Und so hoffe ich, dass sich unsere Landesregierung mit diesem Antrag im Hintergrund gegenüber dem Bund mit Nachdruck für die Interessen der Betroffenen einsetzt. Und dass es sich bei meiner Fraktion dabei nicht um Wahlkampfgetöse handelt, hat der Verweis auf unsere früheren Aktivitäten hoffentlich deutlich gemacht.
Meine sehr verehrten Damen und Herren, nun hört man in diesem Zusammenhang immer wieder das Argument: Wer soll das bezahlen? Bei 50 Millionen Euro im Jahr eine nicht ganz unberechtigte Frage. Wir wissen aber auch, dass seit 1998 23 Milliarden Euro Neuinvestitionen im Rüstungsbereich getätigt wurden. Was noch alles auf der Wunschliste von Herrn Scharping steht, wissen wir auch. Auch was die Auslandseinsätze kosten, wissen wir. Diese Summen aufzubringen sind allesamt politische Entscheidungen. Warum sollte dann eine politische Entscheidung zur Angleichung des Ost/West-Soldes nicht möglich sein?

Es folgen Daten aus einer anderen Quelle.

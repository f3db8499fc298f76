use serde::{Deserialize, Serialize};

// ── Auth ──

#[derive(Debug, Clone, PartialEq, Eq, Serialize, Deserialize)]
pub struct User {
    pub username: String,
}

impl User {
    pub fn new(username: impl Into<String>) -> Self {
        Self {
            username: username.into(),
        }
    }
}

/// The registered account record, also used as the login payload.
#[derive(Debug, Clone, PartialEq, Eq, Serialize, Deserialize)]
pub struct Credentials {
    pub username: String,
    pub password: String,
}

// ── Threads ──

#[derive(Debug, Clone, Copy, Default, PartialEq, Eq, Serialize, Deserialize)]
#[serde(rename_all = "UPPERCASE")]
pub enum ThreadCategory {
    #[default]
    Thread,
    Qna,
}

#[derive(Debug, Clone, PartialEq, Eq, Serialize, Deserialize)]
pub struct Tag {
    pub id: i64,
    pub name: String,
}

#[derive(Debug, Clone, PartialEq, Serialize, Deserialize)]
pub struct Thread {
    /// Creation-time millisecond timestamp, unique per thread.
    pub id: i64,
    pub title: String,
    pub category: ThreadCategory,
    pub created_at: String,
    pub description: String,
    pub creator: User,
    /// Derived cache: number of top-level comments for this thread.
    /// Recomputed by the store on every load.
    pub comment_count: i64,
    #[serde(default)]
    pub locked: bool,
    pub tags: Vec<Tag>,
    #[serde(default)]
    pub answered: bool,
    #[serde(default)]
    pub answer_comment_id: Option<i64>,
}

/// Payload for creating a thread. Tag ids are minted by the store.
#[derive(Debug, Clone, Serialize, Deserialize)]
pub struct CreateThread {
    pub title: String,
    pub category: ThreadCategory,
    pub description: String,
    pub tags: Vec<String>,
}

// ── Comments ──

/// A comment on a thread. Replies are full comments themselves, so each
/// top-level comment is the root of a tree of unbounded depth.
#[derive(Debug, Clone, PartialEq, Serialize, Deserialize)]
pub struct Comment {
    pub id: i64,
    /// Id of the owning thread; equal for every node in a reply subtree.
    pub thread: i64,
    pub content: String,
    pub creator: User,
    pub created_at: String,
    #[serde(default)]
    pub is_answer: bool,
    #[serde(default)]
    pub parent_comment_id: Option<i64>,
    #[serde(default)]
    pub replies: Vec<Comment>,
}

#[cfg(test)]
mod tests {
    use super::*;

    #[test]
    fn category_serializes_uppercase() {
        assert_eq!(
            serde_json::to_string(&ThreadCategory::Qna).unwrap(),
            "\"QNA\""
        );
        assert_eq!(
            serde_json::from_str::<ThreadCategory>("\"THREAD\"").unwrap(),
            ThreadCategory::Thread
        );
    }

    #[test]
    fn missing_optional_thread_fields_default() {
        let json = r#"{
            "id": 1,
            "title": "t",
            "category": "THREAD",
            "created_at": "2024-01-01T00:00:00Z",
            "description": "d",
            "creator": { "username": "alice" },
            "comment_count": 0,
            "tags": []
        }"#;
        let thread: Thread = serde_json::from_str(json).unwrap();
        assert!(!thread.locked);
        assert!(!thread.answered);
        assert_eq!(thread.answer_comment_id, None);
    }

    #[test]
    fn missing_optional_comment_fields_default() {
        let json = r#"{
            "id": 2,
            "thread": 1,
            "content": "hello",
            "creator": { "username": "bob" },
            "created_at": "2024-01-01T00:00:00Z"
        }"#;
        let comment: Comment = serde_json::from_str(json).unwrap();
        assert!(!comment.is_answer);
        assert_eq!(comment.parent_comment_id, None);
        assert!(comment.replies.is_empty());
    }
}
//! Comment commands, tree rendering, and display-time censoring.

use colored::Colorize;
use raddit_shared::Comment;
use raddit_store::Forum;

use crate::cli::{AnswerArgs, CommentArgs, ReplyArgs};
use crate::forum::time_ago;

pub fn cmd_comment(forum: &Forum, args: CommentArgs) -> anyhow::Result<()> {
    let comment = forum.add_comment(args.thread_id, &args.content)?;
    println!(
        "{} Comment {} added",
        "✓".green(),
        comment.id.to_string().yellow()
    );
    Ok(())
}

pub fn cmd_reply(forum: &Forum, args: ReplyArgs) -> anyhow::Result<()> {
    let reply = forum.add_reply(args.thread_id, args.parent_id, &args.content)?;
    println!(
        "{} Reply {} added under {}",
        "✓".green(),
        reply.id.to_string().yellow(),
        args.parent_id.to_string().dimmed()
    );
    Ok(())
}

pub fn cmd_answer(forum: &Forum, args: AnswerArgs) -> anyhow::Result<()> {
    forum.mark_answer(args.thread_id, args.comment_id)?;
    println!(
        "{} Comment {} marked as answer",
        "✓".green().bold(),
        args.comment_id.to_string().yellow()
    );
    Ok(())
}

/// Render a comment and, indented, its reply subtree.
pub fn print_comment(comment: &Comment, depth: usize, censored: bool) {
    let indent = "  ".repeat(depth);
    let marker = if comment.is_answer {
        " ✓ answer".green().bold().to_string()
    } else {
        String::new()
    };
    println!(
        "{indent}u/{} • {} • {}{marker}",
        comment.creator.username,
        time_ago(&comment.created_at),
        comment.id.to_string().dimmed()
    );

    let content = if censored && requires_censorship(&comment.content) {
        censor_text(&comment.content)
    } else {
        comment.content.clone()
    };
    println!("{indent}{content}");

    for reply in &comment.replies {
        print_comment(reply, depth + 1, censored);
    }
}

// ── Censoring ──

const INAPPROPRIATE_WORDS: &[&str] = &["damn", "hell", "crap", "bastard", "idiot", "stupid"];

fn is_inappropriate(word: &str) -> bool {
    INAPPROPRIATE_WORDS.contains(&word.to_lowercase().as_str())
}

/// Mask inappropriate words with `****`, leaving everything else intact.
pub fn censor_text(text: &str) -> String {
    text.split(' ')
        .map(|word| if is_inappropriate(word) { "****" } else { word })
        .collect::<Vec<_>>()
        .join(" ")
}

pub fn requires_censorship(text: &str) -> bool {
    text.split(' ').any(is_inappropriate)
}

#[cfg(test)]
mod tests {
    use super::*;

    #[test]
    fn censors_whole_words_only() {
        assert_eq!(censor_text("what the hell happened"), "what the **** happened");
        // Substrings inside larger words are left alone.
        assert_eq!(censor_text("hello there"), "hello there");
    }

    #[test]
    fn censoring_is_case_insensitive() {
        assert!(requires_censorship("STUPID idea"));
        assert_eq!(censor_text("Damn right"), "**** right");
    }

    #[test]
    fn clean_text_needs_no_censoring() {
        assert!(!requires_censorship("a perfectly fine sentence"));
    }
}
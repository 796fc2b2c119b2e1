// Prevents additional console window on Windows in release, DO NOT REMOVE!!
#![cfg_attr(not(debug_assertions), windows_subsystem = "windows")]

fn main() {
    loopcall_lib::run()
}
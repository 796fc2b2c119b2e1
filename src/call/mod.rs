//! Call Module - Loopback WebRTC
//!
//! This module manages:
//! - The two in-process peer connections
//! - Scripted offer/answer negotiation and candidate forwarding
//! - Call session lifecycle and UI events

mod engine;
mod orchestrator;
mod peer;
mod rtc;
pub mod types;

pub use engine::{CallEngine, CallEvent, CallState};
pub use orchestrator::run_call;
pub use peer::{CallError, PeerEndpoint, EVENT_CHANNEL_CAPACITY};
pub use rtc::RtcPeer;
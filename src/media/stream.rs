//! Media Stream - Local Track Ownership
//!
//! A MediaStream is what the UI acquires with Start and hands to the
//! call engine with Call. It owns the local tracks plus the microphone
//! capture handler; releasing the stream stops capture and drops the
//! tracks.

use super::audio::{AudioError, AudioHandler, SAMPLE_RATE};
use super::devices::{self, CameraDevice};
use crate::call::types::TrackKind;
use parking_lot::Mutex;
use std::sync::Arc;
use thiserror::Error;
use uuid::Uuid;
use webrtc::rtp_transceiver::rtp_codec::RTCRtpCodecCapability;
use webrtc::track::track_local::track_local_static_sample::TrackLocalStaticSample;

// ============================================================================
// ERROR TYPES
// ============================================================================

#[derive(Error, Debug)]
pub enum MediaError {
    #[error("No camera available")]
    NoCamera,

    #[error("Device enumeration failed: {0}")]
    DeviceQuery(String),

    #[error("Stream has no video track")]
    NoVideoTrack,

    #[error("Audio error: {0}")]
    Audio(#[from] AudioError),
}

// ============================================================================
// LOCAL TRACKS
// ============================================================================

/// Camera assignment of a video track; switching cycles through the
/// cameras present at acquisition time.
struct CameraSwitch {
    cameras: Vec<CameraDevice>,
    active: Mutex<usize>,
}

/// A locally captured track, backed by a webrtc-rs sample track.
#[derive(Clone)]
pub struct LocalTrack {
    id: String,
    kind: TrackKind,
    rtc: Arc<TrackLocalStaticSample>,
    camera: Option<Arc<CameraSwitch>>,
}

impl LocalTrack {
    pub(crate) fn audio() -> Self {
        let id = Uuid::new_v4().to_string();
        let rtc = Arc::new(TrackLocalStaticSample::new(
            RTCRtpCodecCapability {
                mime_type: "audio/opus".to_string(),
                clock_rate: SAMPLE_RATE,
                channels: 1,
                ..Default::default()
            },
            id.clone(),
            "loopcall".to_string(),
        ));

        Self {
            id,
            kind: TrackKind::Audio,
            rtc,
            camera: None,
        }
    }

    pub(crate) fn video(cameras: Vec<CameraDevice>) -> Self {
        let id = Uuid::new_v4().to_string();
        let rtc = Arc::new(TrackLocalStaticSample::new(
            RTCRtpCodecCapability {
                mime_type: "video/VP8".to_string(),
                clock_rate: 90000,
                ..Default::default()
            },
            id.clone(),
            "loopcall".to_string(),
        ));

        Self {
            id,
            kind: TrackKind::Video,
            rtc,
            camera: Some(Arc::new(CameraSwitch {
                cameras,
                active: Mutex::new(0),
            })),
        }
    }

    pub fn id(&self) -> &str {
        &self.id
    }

    pub fn kind(&self) -> TrackKind {
        self.kind
    }

    /// The underlying webrtc-rs track, for attaching to a peer connection.
    pub fn rtc_track(&self) -> Arc<TrackLocalStaticSample> {
        Arc::clone(&self.rtc)
    }

    /// The camera this video track currently captures from.
    pub fn active_camera(&self) -> Option<CameraDevice> {
        let switch = self.camera.as_ref()?;
        let active = *switch.active.lock();
        switch.cameras.get(active).cloned()
    }

    /// Cycles the video track to the next camera. Returns the name of the
    /// newly active camera. Has no effect on any peer connection.
    pub fn switch_camera(&self) -> Result<String, MediaError> {
        let switch = self.camera.as_ref().ok_or(MediaError::NoVideoTrack)?;
        if switch.cameras.is_empty() {
            return Err(MediaError::NoCamera);
        }

        let mut active = switch.active.lock();
        *active = (*active + 1) % switch.cameras.len();
        let name = switch.cameras[*active].name.clone();

        tracing::info!("Switched camera to '{}'", name);
        Ok(name)
    }
}

// ============================================================================
// MEDIA STREAM
// ============================================================================

/// A local media stream with zero or more tracks.
pub struct MediaStream {
    id: String,
    tracks: Vec<LocalTrack>,
    audio: Option<AudioHandler>,
}

impl MediaStream {
    /// Acquires a local stream with the requested kinds.
    ///
    /// Requesting audio starts microphone capture; requesting video
    /// requires at least one camera. With both flags off the stream is
    /// empty, which is still a valid input for a call.
    pub fn get_user_media(audio: bool, video: bool) -> Result<Self, MediaError> {
        let mut tracks = Vec::new();
        let mut audio_handler = None;

        if audio {
            let mut handler = AudioHandler::new()?;
            handler.start_capture()?;
            audio_handler = Some(handler);
            tracks.push(LocalTrack::audio());
        }

        if video {
            let cameras = devices::list_cameras()?;
            if cameras.is_empty() {
                return Err(MediaError::NoCamera);
            }
            tracks.push(LocalTrack::video(cameras));
        }

        let stream = Self {
            id: Uuid::new_v4().to_string(),
            tracks,
            audio: audio_handler,
        };

        tracing::info!(
            "Acquired local media stream {} ({} track(s))",
            stream.id,
            stream.tracks.len()
        );
        Ok(stream)
    }

    pub fn id(&self) -> &str {
        &self.id
    }

    /// Snapshot of the stream's tracks (cheap: tracks are Arc-backed).
    pub fn tracks(&self) -> Vec<LocalTrack> {
        self.tracks.clone()
    }

    pub fn has_video(&self) -> bool {
        self.tracks.iter().any(|t| t.kind() == TrackKind::Video)
    }

    pub fn has_audio(&self) -> bool {
        self.tracks.iter().any(|t| t.kind() == TrackKind::Audio)
    }

    /// Switches the first video track to its next camera.
    pub fn switch_camera(&self) -> Result<String, MediaError> {
        let track = self
            .tracks
            .iter()
            .find(|t| t.kind() == TrackKind::Video)
            .ok_or(MediaError::NoVideoTrack)?;
        track.switch_camera()
    }

    pub fn set_muted(&self, muted: bool) {
        if let Some(audio) = &self.audio {
            audio.set_muted(muted);
        }
    }

    pub fn is_muted(&self) -> bool {
        self.audio.as_ref().map(|a| a.is_muted()).unwrap_or(false)
    }

    /// Microphone input level (0.0 when no audio track exists).
    pub fn input_level(&self) -> f32 {
        self.audio.as_ref().map(|a| a.input_level()).unwrap_or(0.0)
    }

    /// Stops capture and drops all tracks.
    pub fn release(mut self) {
        if let Some(mut audio) = self.audio.take() {
            audio.stop();
        }
        tracing::info!("Released local media stream {}", self.id);
    }
}
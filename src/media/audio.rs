//! Audio Handler - Microphone Capture
//!
//! Uses cpal for cross-platform audio input. Capture currently feeds the
//! input level meter and the mute flag; encoded audio flows through the
//! WebRTC engine's own pipeline.

use cpal::traits::{DeviceTrait, HostTrait, StreamTrait};
use cpal::{Device, SampleFormat, Stream, StreamConfig, SupportedStreamConfigRange};
use parking_lot::Mutex;
use std::sync::Arc;
use thiserror::Error;

// ============================================================================
// CONSTANTS
// ============================================================================

/// Sample rate (48kHz, the Opus native rate).
pub const SAMPLE_RATE: u32 = 48000;

/// Channels (mono for voice).
pub const CHANNELS: u16 = 1;

// ============================================================================
// ERROR TYPES
// ============================================================================

#[derive(Error, Debug)]
pub enum AudioError {
    #[error("No audio input device found")]
    NoInputDevice,

    #[error("Unsupported audio configuration: {0}")]
    UnsupportedConfig(String),

    #[error("Failed to build audio stream: {0}")]
    StreamBuildError(String),

    #[error("Failed to start audio stream: {0}")]
    StreamPlayError(String),
}

// ============================================================================
// AUDIO HANDLER
// ============================================================================

/// Handler for microphone input.
///
/// Note: cpal's Stream is not Send, so the handler keeps it in an Option
/// that is dropped on stop().
pub struct AudioHandler {
    input_device: Option<Device>,
    input_stream: Option<Stream>,

    /// Mute flag read by the capture callback.
    is_muted: Arc<Mutex<bool>>,

    /// Input level (0.0 - 1.0) for the UI meter.
    input_level: Arc<Mutex<f32>>,
}

// The contained Stream stays on this handler for its whole lifetime and
// is only dropped, never driven, from other threads.
unsafe impl Send for AudioHandler {}

impl AudioHandler {
    pub fn new() -> Result<Self, AudioError> {
        let host = cpal::default_host();

        let input_device = host.default_input_device();
        if input_device.is_none() {
            tracing::warn!("No audio input device found");
        }

        tracing::info!(
            "AudioHandler initialized: {}Hz, {} channel(s)",
            SAMPLE_RATE,
            CHANNELS
        );

        Ok(Self {
            input_device,
            input_stream: None,
            is_muted: Arc::new(Mutex::new(false)),
            input_level: Arc::new(Mutex::new(0.0)),
        })
    }

    /// Starts microphone capture.
    pub fn start_capture(&mut self) -> Result<(), AudioError> {
        let device = self
            .input_device
            .as_ref()
            .ok_or(AudioError::NoInputDevice)?;

        let config = Self::find_best_input_config(device)?;

        tracing::info!(
            "Starting audio capture: {} Hz, {} channels",
            config.sample_rate.0,
            config.channels
        );

        let is_muted = Arc::clone(&self.is_muted);
        let input_level = Arc::clone(&self.input_level);

        // TODO: feed captured frames through an Opus encoder into the
        // local audio track once the encode path is in place.
        let stream = device
            .build_input_stream(
                &config,
                move |data: &[f32], _: &cpal::InputCallbackInfo| {
                    let rms: f32 =
                        (data.iter().map(|s| s * s).sum::<f32>() / data.len() as f32).sqrt();
                    let muted = *is_muted.lock();
                    *input_level.lock() = if muted { 0.0 } else { rms.min(1.0) };
                },
                |err| {
                    tracing::error!("Audio capture error: {}", err);
                },
                None,
            )
            .map_err(|e| AudioError::StreamBuildError(e.to_string()))?;

        stream
            .play()
            .map_err(|e| AudioError::StreamPlayError(e.to_string()))?;

        self.input_stream = Some(stream);
        Ok(())
    }

    /// Stops capture.
    pub fn stop(&mut self) {
        self.input_stream = None;
        tracing::info!("Audio capture stopped");
    }

    pub fn set_muted(&self, muted: bool) {
        *self.is_muted.lock() = muted;
        tracing::debug!("Audio muted: {}", muted);
    }

    pub fn is_muted(&self) -> bool {
        *self.is_muted.lock()
    }

    /// Current input level (0.0 - 1.0).
    pub fn input_level(&self) -> f32 {
        *self.input_level.lock()
    }

    fn find_best_input_config(device: &Device) -> Result<StreamConfig, AudioError> {
        let configs = device
            .supported_input_configs()
            .map_err(|e| AudioError::UnsupportedConfig(e.to_string()))?;

        Self::select_best_config(configs.collect())
    }

    /// Picks a configuration, preferring 48kHz F32.
    fn select_best_config(
        configs: Vec<SupportedStreamConfigRange>,
    ) -> Result<StreamConfig, AudioError> {
        let target_rate = cpal::SampleRate(SAMPLE_RATE);

        for config in &configs {
            if config.min_sample_rate() <= target_rate
                && config.max_sample_rate() >= target_rate
                && config.sample_format() == SampleFormat::F32
            {
                return Ok(config.with_sample_rate(target_rate).into());
            }
        }

        // Fall back to any F32 configuration at its closest rate.
        for config in &configs {
            if config.sample_format() == SampleFormat::F32 {
                let rate = if config.min_sample_rate() <= target_rate
                    && config.max_sample_rate() >= target_rate
                {
                    target_rate
                } else {
                    config.max_sample_rate()
                };
                return Ok(config.with_sample_rate(rate).into());
            }
        }

        if let Some(config) = configs.first() {
            return Ok(config.with_max_sample_rate().into());
        }

        Err(AudioError::UnsupportedConfig(
            "No suitable audio configuration found".to_string(),
        ))
    }

    /// True when a capture device is present.
    pub fn has_input_device(&self) -> bool {
        self.input_device.is_some()
    }
}

impl std::fmt::Debug for AudioHandler {
    fn fmt(&self, f: &mut std::fmt::Formatter<'_>) -> std::fmt::Result {
        f.debug_struct("AudioHandler")
            .field("capturing", &self.input_stream.is_some())
            .field("is_muted", &self.is_muted())
            .finish()
    }
}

Meine sehr verehrten Damen und Herren, auch der zweite Punkt unseres Antrages ist eine politische Entscheidung. Mit der Herstellung der deutschen Einheit nach Artikel 23 des Grundgesetzes wurde die NVA aufgelöst. Für Forderungen der Soldaten, wie sie vom Verband der Berufssoldaten der DDR gestellt wurden, fand sich im Einigungsvertrag kein Platz. Und wer nun meint, diese Betroffenen hätten eh kein Recht, irgendwelche Forderungen zu stellen, dem will ich mit Egon Bahr antworten, der 1992 schrieb: „Zur Geschichte der NVA gehört, daß sie lange vor der Wende, wozu damals noch Mut gehörte, der politischen Führung der DDR klarmachte, daß sie sich nicht gegen das Volk einsetzen lassen würde.“ Zur Geschichte der NVA gehört auch, neben vielen anderen Dingen, die kritisch hinterfragt und historisch untersucht werden müssen, die Tatsache, dass die Soldaten dafür sorgten, dass bis zum 02.10.1990 ihre Waffen und jene, die sie bei der Auflösung der Kampfgruppen, der Staatssicherheit und der Bereitschaftspolizei übernehmen mussten, nicht in fremde Hände gerieten.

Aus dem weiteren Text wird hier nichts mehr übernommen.